- Extracted entries:
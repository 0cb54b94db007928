//! Deployment models

use std::fmt;

use chrono::{DateTime, Utc};
use serde::{Deserialize, Serialize};

use crate::models::user::UserSummary;

/// Deployment status
#[derive(Debug, Clone, Copy, PartialEq, Eq, Hash, Serialize, Deserialize)]
#[serde(rename_all = "SCREAMING_SNAKE_CASE")]
pub enum DeploymentStatus {
    /// Created, pipeline not yet started
    Pending,

    /// Pulling the branch from the remote
    GitPulling,

    /// Rebuilding the compose image
    Building,

    /// Bringing the compose stack up
    Deploying,

    /// Polling container health
    HealthCheck,

    Success,

    Failed,
}

impl DeploymentStatus {
    /// All statuses in which a pipeline may still be running
    pub const NON_TERMINAL: [DeploymentStatus; 5] = [
        DeploymentStatus::Pending,
        DeploymentStatus::GitPulling,
        DeploymentStatus::Building,
        DeploymentStatus::Deploying,
        DeploymentStatus::HealthCheck,
    ];

    pub fn is_terminal(&self) -> bool {
        matches!(self, DeploymentStatus::Success | DeploymentStatus::Failed)
    }

    pub fn as_str(&self) -> &'static str {
        match self {
            DeploymentStatus::Pending => "PENDING",
            DeploymentStatus::GitPulling => "GIT_PULLING",
            DeploymentStatus::Building => "BUILDING",
            DeploymentStatus::Deploying => "DEPLOYING",
            DeploymentStatus::HealthCheck => "HEALTH_CHECK",
            DeploymentStatus::Success => "SUCCESS",
            DeploymentStatus::Failed => "FAILED",
        }
    }
}

impl fmt::Display for DeploymentStatus {
    fn fmt(&self, f: &mut fmt::Formatter<'_>) -> fmt::Result {
        f.write_str(self.as_str())
    }
}

/// A deployment run of one project
#[derive(Debug, Clone, PartialEq, Serialize, Deserialize)]
#[serde(rename_all = "camelCase")]
pub struct Deployment {
    /// Unique deployment ID
    pub id: String,

    /// Project being deployed
    pub project_id: String,

    /// User who triggered the deployment
    pub user_id: String,

    pub git_branch: String,

    pub status: DeploymentStatus,

    /// Human-readable label of the running step
    pub current_step: Option<String>,

    pub commit_before: Option<String>,
    pub commit_after: Option<String>,
    pub commit_message: Option<String>,

    /// Full newline-joined transcript, written at completion
    pub logs: Option<String>,

    /// Wall-clock seconds from start to completion
    pub duration: Option<u64>,

    /// Set only when the deployment failed
    pub error_message: Option<String>,

    pub created_at: DateTime<Utc>,
    pub started_at: Option<DateTime<Utc>>,
    pub completed_at: Option<DateTime<Utc>>,
}

impl Deployment {
    /// Create a new pending deployment
    pub fn new(id: String, project_id: String, user_id: String, git_branch: String) -> Self {
        Self {
            id,
            project_id,
            user_id,
            git_branch,
            status: DeploymentStatus::Pending,
            current_step: None,
            commit_before: None,
            commit_after: None,
            commit_message: None,
            logs: None,
            duration: None,
            error_message: None,
            created_at: Utc::now(),
            started_at: None,
            completed_at: None,
        }
    }

    pub fn is_active(&self) -> bool {
        !self.status.is_terminal()
    }
}

/// Partial update applied to a stored deployment
#[derive(Debug, Clone, Default)]
pub struct DeploymentUpdate {
    pub status: Option<DeploymentStatus>,
    /// `Some(None)` clears the step label
    pub current_step: Option<Option<String>>,
    pub commit_before: Option<String>,
    pub commit_after: Option<String>,
    pub commit_message: Option<String>,
    pub logs: Option<String>,
    pub duration: Option<u64>,
    pub error_message: Option<String>,
    pub started_at: Option<DateTime<Utc>>,
    pub completed_at: Option<DateTime<Utc>>,
}

impl DeploymentUpdate {
    /// Apply the update in place
    pub fn apply(self, deployment: &mut Deployment) {
        if let Some(status) = self.status {
            deployment.status = status;
        }
        if let Some(step) = self.current_step {
            deployment.current_step = step;
        }
        if self.commit_before.is_some() {
            deployment.commit_before = self.commit_before;
        }
        if self.commit_after.is_some() {
            deployment.commit_after = self.commit_after;
        }
        if self.commit_message.is_some() {
            deployment.commit_message = self.commit_message;
        }
        if self.logs.is_some() {
            deployment.logs = self.logs;
        }
        if self.duration.is_some() {
            deployment.duration = self.duration;
        }
        if self.error_message.is_some() {
            deployment.error_message = self.error_message;
        }
        // started_at is write-once
        if deployment.started_at.is_none() && self.started_at.is_some() {
            deployment.started_at = self.started_at;
        }
        if self.completed_at.is_some() {
            deployment.completed_at = self.completed_at;
        }
    }
}

/// Deployment enriched with the triggering user
#[derive(Debug, Clone, Serialize, Deserialize)]
#[serde(rename_all = "camelCase")]
pub struct DeploymentWithUser {
    #[serde(flatten)]
    pub deployment: Deployment,

    pub user: Option<UserSummary>,
}

/// A page of deployments plus the total count for the project
#[derive(Debug, Clone)]
pub struct DeploymentPage {
    pub deployments: Vec<DeploymentWithUser>,
    pub total: usize,
}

- Work request: For each line in the data, set it down again exactly.

- Your response:
repository 0cb54b94db007928
//! Deployment models

use std::fmt;

use chrono::{DateTime, Utc};
use serde::{Deserialize, Serialize};

use crate::models::user::UserSummary;

/// Deployment status
#[derive(Debug, Clone, Copy, PartialEq, Eq, Hash, Serialize, Deserialize)]
#[serde(rename_all = "SCREAMING_SNAKE_CASE")]
pub enum DeploymentStatus {
    /// Created, pipeline not yet started
    Pending,

    /// Pulling the branch from the remote
    GitPulling,

    /// Rebuilding the compose image
    Building,

    /// Bringing the compose stack up
    Deploying,

    /// Polling container health
    HealthCheck,

    Success,

    Failed,
}

impl DeploymentStatus {
    /// All statuses in which a pipeline may still be running
    pub const NON_TERMINAL: [DeploymentStatus; 5] = [
        DeploymentStatus::Pending,
        DeploymentStatus::GitPulling,
        DeploymentStatus::Building,
        DeploymentStatus::Deploying,
        DeploymentStatus::HealthCheck,
    ];

    pub fn is_terminal(&self) -> bool {
        matches!(self, DeploymentStatus::Success | DeploymentStatus::Failed)
    }

    pub fn as_str(&self) -> &'static str {
        match self {
            DeploymentStatus::Pending => "PENDING",
            DeploymentStatus::GitPulling => "GIT_PULLING",
            DeploymentStatus::Building => "BUILDING",
            DeploymentStatus::Deploying => "DEPLOYING",
            DeploymentStatus::HealthCheck => "HEALTH_CHECK",
            DeploymentStatus::Success => "SUCCESS",
            DeploymentStatus::Failed => "FAILED",
        }
    }
}

impl fmt::Display for DeploymentStatus {
    fn fmt(&self, f: &mut fmt::Formatter<'_>) -> fmt::Result {
        f.write_str(self.as_str())
    }
}

/// A deployment run of one project
#[derive(Debug, Clone, PartialEq, Serialize, Deserialize)]
#[serde(rename_all = "camelCase")]
pub struct Deployment {
    /// Unique deployment ID
    pub id: String,

    /// Project being deployed
    pub project_id: String,

    /// User who triggered the deployment
    pub user_id: String,

    pub git_branch: String,

    pub status: DeploymentStatus,

    /// Human-readable label of the running step
    pub current_step: Option<String>,

    pub commit_before: Option<String>,
    pub commit_after: Option<String>,
    pub commit_message: Option<String>,

    /// Full newline-joined transcript, written at completion
    pub logs: Option<String>,

    /// Wall-clock seconds from start to completion
    pub duration: Option<u64>,

    /// Set only when the deployment failed
    pub error_message: Option<String>,

    pub created_at: DateTime<Utc>,
    pub started_at: Option<DateTime<Utc>>,
    pub completed_at: Option<DateTime<Utc>>,
}

impl Deployment {
    /// Create a new pending deployment
    pub fn new(id: String, project_id: String, user_id: String, git_branch: String) -> Self {
        Self {
            id,
            project_id,
            user_id,
            git_branch,
            status: DeploymentStatus::Pending,
            current_step: None,
            commit_before: None,
            commit_after: None,
            commit_message: None,
            logs: None,
            duration: None,
            error_message: None,
            created_at: Utc::now(),
            started_at: None,
            completed_at: None,
        }
    }

    pub fn is_active(&self) -> bool {
        !self.status.is_terminal()
    }
}

/// Partial update applied to a stored deployment
#[derive(Debug, Clone, Default)]
pub struct DeploymentUpdate {
    pub status: Option<DeploymentStatus>,
    /// `Some(None)` clears the step label
    pub current_step: Option<Option<String>>,
    pub commit_before: Option<String>,
    pub commit_after: Option<String>,
    pub commit_message: Option<String>,
    pub logs: Option<String>,
    pub duration: Option<u64>,
    pub error_message: Option<String>,
    pub started_at: Option<DateTime<Utc>>,
    pub completed_at: Option<DateTime<Utc>>,
}

impl DeploymentUpdate {
    /// Apply the update in place
    pub fn apply(self, deployment: &mut Deployment) {
        if let Some(status) = self.status {
            deployment.status = status;
        }
        if let Some(step) = self.current_step {
            deployment.current_step = step;
        }
        if self.commit_before.is_some() {
            deployment.commit_before = self.commit_before;
        }
        if self.commit_after.is_some() {
            deployment.commit_after = self.commit_after;
        }
        if self.commit_message.is_some() {
            deployment.commit_message = self.commit_message;
        }
        if self.logs.is_some() {
            deployment.logs = self.logs;
        }
        if self.duration.is_some() {
            deployment.duration = self.duration;
        }
        if self.error_message.is_some() {
            deployment.error_message = self.error_message;
        }
        // started_at is write-once
        if deployment.started_at.is_none() && self.started_at.is_some() {
            deployment.started_at = self.started_at;
        }
        if self.completed_at.is_some() {
            deployment.completed_at = self.completed_at;
        }
    }
}

/// Deployment enriched with the triggering user
#[derive(Debug, Clone, Serialize, Deserialize)]
#[serde(rename_all = "camelCase")]
pub struct DeploymentWithUser {
    #[serde(flatten)]
    pub deployment: Deployment,

    pub user: Option<UserSummary>,
}

/// A page of deployments plus the total count for the project
#[derive(Debug, Clone)]
pub struct DeploymentPage {
    pub deployments: Vec<DeploymentWithUser>,
    pub total: usize,
}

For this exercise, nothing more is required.